Reference Article: Editorial | The Hindu – Conditional ease: on the Central Drugs Standard Control Organization guidelines
UPSC Relevance:
GS Paper II – Governance and Regulation (Regulatory reforms, Ease of Doing Business, Public health governance)
GS Paper III – Science and Technology / Internal Security (Drug regulation, Consumer safety, Regulatory institutions)

The Central Drugs Standard Control Organization (CDSCO) has issued new guidelines to operationalise the compounding of minor offences under the Drugs and Cosmetics Act, 1940. This follows amendments introduced through the Jan Vishwas Act, 2023, which sought to decriminalise technical and low-risk violations to improve ease of doing business while reducing unnecessary litigation.

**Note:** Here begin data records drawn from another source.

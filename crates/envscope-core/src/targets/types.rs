use std::collections::BTreeMap;
use std::path::PathBuf;

use envscope_config::TargetConfig;

/// Everything needed to find and launch one final target.
#[derive(Debug, Clone, PartialEq, Eq)]
pub struct TargetDefinition {
    name: String,
    executable: String,
    executable_var: Option<String>,
    fallback_paths: Vec<PathBuf>,
    bundles: bool,
    wait: bool,
    pass: Vec<String>,
    set: BTreeMap<String, String>,
}

impl TargetDefinition {
    /// A definition with no environment, no fallbacks, and a blocking wait.
    pub fn new(name: impl Into<String>, executable: impl Into<String>) -> Self {
        Self {
            name: name.into(),
            executable: executable.into(),
            executable_var: None,
            fallback_paths: Vec::new(),
            bundles: false,
            wait: true,
            pass: Vec::new(),
            set: BTreeMap::new(),
        }
    }

    pub fn with_executable_var(mut self, var: impl Into<String>) -> Self {
        self.executable_var = Some(var.into());
        self
    }

    pub fn with_fallback_paths(mut self, paths: Vec<PathBuf>) -> Self {
        self.fallback_paths = paths;
        self
    }

    pub fn with_bundles(mut self, bundles: bool) -> Self {
        self.bundles = bundles;
        self
    }

    /// Overlay a `[targets.<name>]` table. Present fields replace the
    /// current ones; `environment.set` entries are merged in.
    pub fn apply_config(mut self, config: &TargetConfig) -> Self {
        if let Some(executable) = &config.executable {
            self.executable = executable.clone();
        }
        if let Some(var) = &config.executable_var {
            self.executable_var = Some(var.clone());
        }
        if let Some(paths) = &config.fallback_paths {
            self.fallback_paths = paths.clone();
        }
        if let Some(bundles) = config.bundles {
            self.bundles = bundles;
        }
        if let Some(wait) = config.wait {
            self.wait = wait;
        }
        if !config.environment.pass.is_empty() {
            self.pass = config.environment.pass.clone();
        }
        self.set.extend(
            config
                .environment
                .set
                .iter()
                .map(|(k, v)| (k.clone(), v.clone())),
        );
        self
    }

    pub fn name(&self) -> &str {
        &self.name
    }

    pub fn executable(&self) -> &str {
        &self.executable
    }

    pub fn executable_var(&self) -> Option<&str> {
        self.executable_var.as_deref()
    }

    pub fn fallback_paths(&self) -> &[PathBuf] {
        &self.fallback_paths
    }

    pub fn bundles(&self) -> bool {
        self.bundles
    }

    pub fn wait(&self) -> bool {
        self.wait
    }

    /// Names copied from the intermediary's environment into the target's.
    pub fn pass(&self) -> &[String] {
        &self.pass
    }

    /// Literal values placed in the target's environment.
    pub fn set(&self) -> &BTreeMap<String, String> {
        &self.set
    }
}
//! The intermediary stage: builds the final target's scoped environment from
//! its own and launches the target.

pub mod handler;

pub use handler::{IntermediaryRequest, prepare_target, run_intermediary};
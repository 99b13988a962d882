use tracing_subscriber::EnvFilter;

/// Initialise structured logging to stderr.
///
/// Quiet mode only reports warnings and errors; verbose mode adds the
/// `info`/`debug` launch events. `RUST_LOG` takes precedence when set.
/// Calling this more than once is harmless.
pub fn init_logging(quiet: bool) {
    let default_level = if quiet { "warn" } else { "debug" };
    let filter =
        EnvFilter::try_from_default_env().unwrap_or_else(|_| EnvFilter::new(default_level));

    let _ = tracing_subscriber::fmt()
        .json()
        .with_env_filter(filter)
        .with_target(true)
        .with_writer(std::io::stderr)
        .try_init();
}
use std::sync::LazyLock;

use envscope_config::EnvscopeConfig;
use tracing::{debug, warn};

use super::backends::VSCodeBackend;
use super::errors::TargetError;
use super::traits::TargetBackend;
use super::types::TargetDefinition;
use crate::env::Environment;

/// Targets that exist without any config file.
static BUILTINS: LazyLock<Vec<Box<dyn TargetBackend>>> =
    LazyLock::new(|| vec![Box::new(VSCodeBackend)]);

fn builtin(name: &str) -> Option<&'static dyn TargetBackend> {
    BUILTINS
        .iter()
        .find(|b| b.name() == name || b.aliases().contains(&name))
        .map(|b| b.as_ref())
}

/// Registered targets: the built-ins overlaid with `[targets.*]` tables.
pub struct TargetRegistry<'a> {
    config: &'a EnvscopeConfig,
}

impl<'a> TargetRegistry<'a> {
    pub fn new(config: &'a EnvscopeConfig) -> Self {
        Self { config }
    }

    /// All registered target names, sorted.
    pub fn names(&self) -> Vec<String> {
        let mut names: Vec<String> = BUILTINS.iter().map(|b| b.name().to_string()).collect();
        names.extend(self.config.targets.keys().cloned());
        names.sort();
        names.dedup();
        names
    }

    /// Look up a target by name or alias.
    ///
    /// A config table keyed by an alias applies to the built-in it aliases.
    /// Built-in definitions may depend on `env` (install locations).
    pub fn lookup(&self, name: &str, env: &Environment) -> Result<TargetDefinition, TargetError> {
        let name = name.trim();
        if name.is_empty() {
            warn!(event = "core.targets.lookup_empty_name");
            return Err(self.unknown(name));
        }

        let definition = match builtin(name) {
            Some(backend) => {
                debug!(
                    event = "core.targets.lookup_builtin",
                    name = name,
                    display_name = backend.display_name()
                );
                let mut def = backend.default_definition(env);
                for key in std::iter::once(backend.name()).chain(backend.aliases().iter().copied()) {
                    if let Some(overrides) = self.config.target(key) {
                        def = def.apply_config(overrides);
                    }
                }
                def
            }
            None => match self.config.target(name) {
                Some(target) => TargetDefinition::new(name, name).apply_config(target),
                None => {
                    warn!(event = "core.targets.lookup_unknown", name = name);
                    return Err(self.unknown(name));
                }
            },
        };

        debug!(
            event = "core.targets.lookup_completed",
            name = name,
            target = definition.name(),
            executable = definition.executable()
        );

        Ok(definition)
    }

    fn unknown(&self, name: &str) -> TargetError {
        TargetError::UnknownTarget {
            name: name.to_string(),
            known: self.names().join(", "),
        }
    }
}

What the New Framework Changes

  • Minor or technical violations can now be settled through compounding instead of criminal prosecution
  • Firms may voluntarily disclose offences and apply to pay a fine
  • Upon compounding, firms receive immunity from prosecution for that specific offence
  • The scope of compoundable offences has expanded under Section 32B, excluding serious cases such as spurious or adulterated drugs

Potential Benefits

  • Prevents needless criminalisation for paperwork or disclosure-related lapses
  • Frees regulatory capacity to focus on serious public health violations
  • Reduces litigation burden on courts and firms
  • Aligns enforcement with proportionality and regulatory efficiency

Key Risks and Concerns

  • Risk of the regime degenerating into a “pay and pass” system
  • Excessive regulatory discretion without transparency may erode public trust
  • Absence of mandatory publication of compounding orders limits public scrutiny
  • No formal role for consumer groups or whistle-blowers in the process
  • Broad drafting of compoundable offences may cover substantive compliance failures
  • Low or inconsistently applied fines could weaken deterrence

Need for Strong Safeguards

  • Public disclosure (even in redacted form) of compounding decisions
  • Auditable records to detect repeat offenders
  • Linking compounding to corrective and preventive actions
  • Follow-up inspections and, where necessary, recalls or public alerts
  • Clear distinction between technical lapses and safety-related violations

Conclusion

Compounding minor drug violations is a sensible reform if implemented with transparency, proportional penalties and strong follow-up. Without these safeguards, however, it risks undermining regulatory credibility and public health protection rather than strengthening them.

Sample UPSC Mains Question

“Decriminalisation of minor regulatory offences must balance ease of doing business with public interest.” Examine this statement in the context of the CDSCO’s new compounding guidelines under the Drugs and Cosmetics Act.